Kann man in Stralsund Urlaub machen? Lohnt sich ein Besuch für einen Tag? Immerhin ist die Altstadt ja so kompakt und übersichtlich wie die Leipziger. Sogar als UNESCO-Weltkulturerbe geschützt. Hier hat sich der Glanz einer der wichtigsten Hanse-Städte bis heute erhalten. Markenzeichen: Giebelhäuser.

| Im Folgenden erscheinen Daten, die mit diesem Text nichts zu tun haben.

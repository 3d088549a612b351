// cSpell:ignore atype powertype ustate fztiow autoscout dotenvy
use std::time::Duration;

use tracing::debug;

pub const BOT_NAME: &str = "AutoScout Bot";

/// Pause between two scraping cycles.
pub const SCRAPE_INTERVAL: Duration = Duration::from_secs(60);

/// Shared bound for browser navigation, interaction and the endpoint wait.
pub const BROWSER_TIMEOUT: Duration = Duration::from_secs(60);

/// Per-request bound for data endpoint fetches.
pub const REQUEST_TIMEOUT: Duration = Duration::from_secs(30);

/// Listings not re-seen for this many days are purged from the store.
pub const RETENTION_DAYS: i64 = 7;

pub const BASE_URL: &str = "https://www.autoscout24.de";

pub const SORT_DROPDOWN_SELECTOR: &str = "#sort-dropdown-select";
pub const SORT_OPTION: &str = "age-descending";

/// Result pages fetched from the discovered endpoint on every cycle.
pub const PAGES_TO_SCRAPE: &[u32] = &[1, 2];

/// Response URLs containing this substring identify the data endpoint.
pub const JSON_ENDPOINT_MARKER: &str = "lst.json";

pub const USER_AGENTS: &[&str] = &[
    "Mozilla/5.0 (Windows NT 10.0; Win64; x64) AppleWebKit/537.36 (KHTML, like Gecko) Chrome/58.0.3029.110 Safari/537.3",
    "Mozilla/5.0 (Macintosh; Intel Mac OS X 10_15_7) AppleWebKit/605.1.15 (KHTML, like Gecko) Version/14.0.3 Safari/605.1.15",
    "Mozilla/5.0 (Linux; Android 10; SM-G973F) AppleWebKit/537.36 (KHTML, like Gecko) Chrome/89.0.4389.90 Mobile Safari/537.36",
    "Mozilla/5.0 (iPhone; CPU iPhone OS 14_0 like Mac OS X) AppleWebKit/605.1.15 (KHTML, like Gecko) Version/14.0 Mobile/15E148 Safari/604.1",
];

#[macro_export]
macro_rules! url {
    ($url:literal) => {{
        static URL: once_cell::sync::OnceCell<reqwest::Url> = once_cell::sync::OnceCell::new();
        URL.get_or_init(|| <reqwest::Url as std::str::FromStr>::from_str($url).unwrap())
    }};
}

pub fn search_url() -> &'static reqwest::Url {
    crate::url!("https://www.autoscout24.de/lst?atype=C&cy=D&damaged_listing=exclude&desc=0&ocs_listing=include&powertype=kw&search_id=26fztiow6l9&sort=leasing_rate&source=homepage_search-mask&ustate=N%2CU")
}

#[derive(Debug, Clone)]
pub struct TelegramConfig {
    pub api_key: String,
    pub chat_id: String,
}

/// Settings read from the environment at process start. Everything else
/// is a fixed constant above.
#[derive(Debug, Clone)]
pub struct Config {
    pub database_url: String,
    pub telegram: Option<TelegramConfig>,
    /// DevTools websocket URL of an already running browser, if any.
    pub browser_ws: Option<String>,
}

impl Config {
    pub fn from_env() -> Self {
        let telegram = match (
            std::env::var("TELEGRAM_API_KEY"),
            std::env::var("TELEGRAM_CHAT_ID"),
        ) {
            (Ok(api_key), Ok(chat_id)) if !api_key.is_empty() && !chat_id.is_empty() => {
                Some(TelegramConfig { api_key, chat_id })
            }
            _ => None,
        };

        let database_url =
            std::env::var("DATABASE_URL").unwrap_or_else(|_| "sqlite:autoscout.db".to_string());
        debug!("using database at {database_url}");

        Self {
            database_url,
            telegram,
            browser_ws: std::env::var("BROWSER").ok(),
        }
    }
}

Hier sind sie noch zu besichtigen. Man staunt, was eine simple Bauverordnung so alles anrichten kann. In Städten wie Leipzig hat man sich immer emsigst um die Traufhöhe gekümmert. Man dämmte die Prunksucht der Bürger damit ein, dass man sie alle aufs selbe Maximalmaß zwang. In Stralsund hat man’s anders gemacht. Da galt als Pflicht, das Haus mit Giebel zur Straße zu bauen. Was auch mit der Nutzung der Häuser zu tun hatte: Sie waren meist auch Lagerhäuser, hatten in der Mitte eine Einfahrt, drinnen einen hölzernen Hausbaum – da konnten die Waren, die im Hafen anlandeten, gleich auf den Boden gezogen werden. Und zwar unabhängig von Wetterunbilden, von Sturm und Regen. Man lebt ja am Meer.Und der Spaziergänger lernt wieder was. Übers Meer sowieso, denn nicht nur der alte Hafen am Strelasund kann ohne “Halt! Wer da?” besichtigt werden, seit er in den 1990er Jahren entmilitarisiert wurde, am Hafen steht seit 2008 auch das “Ozeanum” als Außenstelle des Stralsunder Meeresmuseums, in dem die lebendige Unter- und Überwasserwelt der Meere erlebt werden kann. Samt Pinguinen auf dem Dach. Nicht die einzige schöne Aussicht über die Backsteinstadt und das Meer.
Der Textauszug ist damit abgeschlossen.